Weighing in on the LeBron James and Donald Trump tete-a-tete, Rapaport recently exclaimed said Trump couldn’t carry LeBron James’s jock strap, and that New Yorkers can’t stand President Trump. Rapaport should bring that energy, and his receipts to Trump And The GE Wednesday. We would love to talk policy with him and how he sees the country moving forward sans Donald Trump, if at all.
Trump And The Global Economy (“Trump And The GE”) is on again for Wednesday August 8th in Forte Green Brooklyn. It appears that every athlete, artist, and entertainer wants to “resist Trump.” We need the best and the brightest to speak for us, but they must be informed. How better to be informed that to get fed by professionals who are part of the economy, or have spent careers explaining politics and economics to the masses.

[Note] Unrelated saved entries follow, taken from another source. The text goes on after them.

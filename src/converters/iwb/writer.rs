//! Serializes an [`IwbDocument`] into the text of `content.xml`.

use std::fmt::Write;

use super::{
    constants::{KNOWN_PREFIXES, NS_DC, NS_IWB, NS_SVG, NS_UB, NS_XLINK},
    error::Result,
    utils::{escape_xml_attribute, escape_xml_text, format_view_box},
};
use crate::models::{
    document::{IwbDocument, MetaEntry},
    elements::{OutputElement, OutputNode},
};

/// Namespaces declared on the root element, in declaration order.
const DECLARED_NAMESPACES: &[(&str, &str)] = &[
    ("svg", NS_SVG),
    ("xlink", NS_XLINK),
    ("iwb", NS_IWB),
    ("dc", NS_DC),
    ("ub", NS_UB),
];

const SVG_PREFIX: &str = "svg";
const IWB_PREFIX: &str = "iwb";

fn padding(depth: usize, indent: usize) -> String {
    " ".repeat(depth * indent)
}

/// Renders the complete `content.xml` of a document.
///
/// A single page is written directly inside `svg:svg`; several pages are
/// wrapped in an `svg:pageset` with one `svg:page` per source file. The
/// metadata elements of all pages follow the presentation section.
///
/// # Arguments
/// * `document` - The assembled document.
/// * `indent` - Number of spaces per nesting level.
///
/// # Returns
/// The XML text, or a `Format` error if writing to the buffer fails.
pub fn write_document(document: &IwbDocument, indent: usize) -> Result<String> {
    let mut out = String::new();

    // 1. Declaration and root element with every namespace used below.
    writeln!(out, r#"<?xml version="1.0" encoding="UTF-8"?>"#)?;
    write!(out, r#"<iwb xmlns="{}""#, NS_IWB)?;
    for (prefix, uri) in DECLARED_NAMESPACES {
        write!(out, r#" xmlns:{}="{}""#, prefix, uri)?;
    }
    writeln!(out, ">")?;

    // 2. Document metadata.
    let description = &document.description;
    if let Some(about) = &description.about {
        writeln!(
            out,
            r#"{}<iwb:meta about="{}"/>"#,
            padding(1, indent),
            escape_xml_attribute(about)
        )?;
    }
    for entry in &description.entries {
        writeln!(
            out,
            r#"{}<iwb:meta {}="{}"/>"#,
            padding(1, indent),
            qualified_name(entry),
            escape_xml_attribute(&entry.value)
        )?;
    }

    // 3. Presentation section; a single page is written without a pageset.
    write!(out, "{}<svg:svg", padding(1, indent))?;
    if let Some(view_box) = &description.view_box {
        write!(out, r#" viewbox="{}""#, format_view_box(view_box))?;
    }
    writeln!(out, ">")?;

    match document.pages.as_slice() {
        [single] => {
            for element in &single.elements {
                write_element(&mut out, element, SVG_PREFIX, 2, indent)?;
            }
        }
        pages => {
            writeln!(out, "{}<svg:pageset>", padding(2, indent))?;
            for page in pages {
                writeln!(
                    out,
                    r#"{}<svg:page id="{}">"#,
                    padding(3, indent),
                    escape_xml_attribute(&page.id)
                )?;
                for element in &page.elements {
                    write_element(&mut out, element, SVG_PREFIX, 4, indent)?;
                }
                writeln!(out, "{}</svg:page>", padding(3, indent))?;
            }
            writeln!(out, "{}</svg:pageset>", padding(2, indent))?;
        }
    }
    writeln!(out, "{}</svg:svg>", padding(1, indent))?;

    // 4. Extended metadata elements, in page order.
    for element in &document.extended {
        write_element(&mut out, element, IWB_PREFIX, 1, indent)?;
    }
    writeln!(out, "</iwb>")?;
    Ok(out)
}

/// Name of a metadata entry, prefixed when its namespace is a known one.
fn qualified_name(entry: &MetaEntry) -> String {
    let prefix = entry.namespace.as_deref().and_then(|namespace| {
        KNOWN_PREFIXES
            .iter()
            .find(|(uri, _)| *uri == namespace)
            .map(|(_, prefix)| *prefix)
    });
    match prefix {
        Some(prefix) => format!("{}:{}", prefix, entry.name),
        None => entry.name.clone(),
    }
}

fn write_attributes(out: &mut String, element: &OutputElement) -> std::fmt::Result {
    for (name, value) in &element.attributes {
        write!(out, r#" {}="{}""#, name, escape_xml_attribute(value))?;
    }
    Ok(())
}

/// Writes one element on its own line(s).
///
/// Elements holding text are written on a single line, since indentation
/// inside them would become part of the text.
fn write_element(
    out: &mut String,
    element: &OutputElement,
    prefix: &str,
    depth: usize,
    indent: usize,
) -> Result<()> {
    write!(out, "{}<{}:{}", padding(depth, indent), prefix, element.tag)?;
    write_attributes(out, element)?;

    if element.children.is_empty() {
        writeln!(out, "/>")?;
        return Ok(());
    }

    let has_text = element
        .children
        .iter()
        .any(|child| matches!(child, OutputNode::Text(_)));
    if has_text {
        write!(out, ">")?;
        for child in &element.children {
            write_inline(out, child, prefix)?;
        }
        writeln!(out, "</{}:{}>", prefix, element.tag)?;
        return Ok(());
    }

    writeln!(out, ">")?;
    for child in &element.children {
        if let OutputNode::Element(child) = child {
            write_element(out, child, prefix, depth + 1, indent)?;
        }
    }
    writeln!(out, "{}</{}:{}>", padding(depth, indent), prefix, element.tag)?;
    Ok(())
}

fn write_inline(out: &mut String, node: &OutputNode, prefix: &str) -> Result<()> {
    match node {
        OutputNode::Text(text) => out.push_str(&escape_xml_text(text)),
        OutputNode::Element(element) => {
            write!(out, "<{}:{}", prefix, element.tag)?;
            write_attributes(out, element)?;
            if element.children.is_empty() {
                write!(out, "/>")?;
            } else {
                write!(out, ">")?;
                for child in &element.children {
                    write_inline(out, child, prefix)?;
                }
                write!(out, "</{}:{}>", prefix, element.tag)?;
            }
        }
    }
    Ok(())
}

#[cfg(test)]
mod tests {
    use super::*;
    use crate::models::{
        document::{DocumentDescription, IwbPage},
        geometry::ViewBox,
    };

    fn line(id: &str) -> OutputElement {
        OutputElement::new("line")
            .with("x1", "0")
            .with("y1", "0")
            .with("x2", "5")
            .with("y2", "5")
            .with("id", id)
    }

    fn document(pages: Vec<IwbPage>) -> IwbDocument {
        IwbDocument {
            description: DocumentDescription {
                about: Some("doc-1".to_string()),
                entries: vec![
                    MetaEntry {
                        namespace: Some(NS_DC.to_string()),
                        name: "title".to_string(),
                        value: "Fish & \"chips\"".to_string(),
                    },
                    MetaEntry {
                        namespace: Some("urn:unknown".to_string()),
                        name: "note".to_string(),
                        value: "x".to_string(),
                    },
                ],
                view_box: Some(ViewBox {
                    x: 0.0,
                    y: 0.0,
                    width: 800.0,
                    height: 600.0,
                }),
            },
            pages,
            extended: vec![OutputElement::new("element")
                .with("ref", "a")
                .with("locked", "true")],
        }
    }

    #[test]
    fn writes_single_page_without_pageset() {
        let doc = document(vec![IwbPage {
            id: "page001.svg".to_string(),
            elements: vec![line("a")],
        }]);
        let xml = write_document(&doc, 2).unwrap();
        let expected = r#"<?xml version="1.0" encoding="UTF-8"?>
<iwb xmlns="http://www.becta.org.uk/iwb" xmlns:svg="http://www.w3.org/2000/svg" xmlns:xlink="http://www.w3.org/1999/xlink" xmlns:iwb="http://www.becta.org.uk/iwb" xmlns:dc="http://purl.org/dc/elements/1.1/" xmlns:ub="http://uniboard.mnemis.com/document">
  <iwb:meta about="doc-1"/>
  <iwb:meta dc:title="Fish &amp; &quot;chips&quot;"/>
  <iwb:meta note="x"/>
  <svg:svg viewbox="0 0 800 600">
    <svg:line x1="0" y1="0" x2="5" y2="5" id="a"/>
  </svg:svg>
  <iwb:element ref="a" locked="true"/>
</iwb>
"#;
        assert_eq!(xml, expected);
    }

    #[test]
    fn wraps_several_pages_in_a_pageset() {
        let doc = document(vec![
            IwbPage {
                id: "page001.svg".to_string(),
                elements: vec![line("a")],
            },
            IwbPage {
                id: "page002.svg".to_string(),
                elements: vec![],
            },
        ]);
        let xml = write_document(&doc, 1).unwrap();
        assert!(xml.contains(
            "  <svg:pageset>\n   <svg:page id=\"page001.svg\">\n    <svg:line x1=\"0\""
        ));
        assert!(xml.contains("   <svg:page id=\"page002.svg\">\n   </svg:page>\n"));
        assert!(xml.contains(" </svg:svg>\n <iwb:element ref=\"a\""));
    }

    #[test]
    fn text_content_is_written_inline_and_escaped() {
        let mut textarea = OutputElement::new("textarea").with("x", "1");
        textarea.push_text("a < b");
        textarea.push_child(OutputElement::new("tbreak"));
        let mut span = OutputElement::new("tspan").with("fill", "red");
        span.push_text("c & d");
        textarea.push_child(span);

        let doc = IwbDocument {
            pages: vec![IwbPage {
                id: "page001.svg".to_string(),
                elements: vec![textarea],
            }],
            ..IwbDocument::default()
        };
        let xml = write_document(&doc, 2).unwrap();
        assert!(xml.contains(
            r#"    <svg:textarea x="1">a &lt; b<svg:tbreak/><svg:tspan fill="red">c &amp; d</svg:tspan></svg:textarea>"#
        ));
        assert!(xml.contains("  <svg:svg>\n"));
    }
}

Former San Francisco 49ers safety Eric Reid helped bring attention to inequality and police brutality when he joined Colin Kaepernick in kneeling during the National Anthem. The silent protest brought attention to a need for change. It hurt the feelings of mainstream America who simply could not figure out why anyone would not love America. The gestrue also got President Donald Trump’s dander up. Trump went on a crusade to get the owners to fire the protesters, and we have not seen nor heard from Eric Reid since.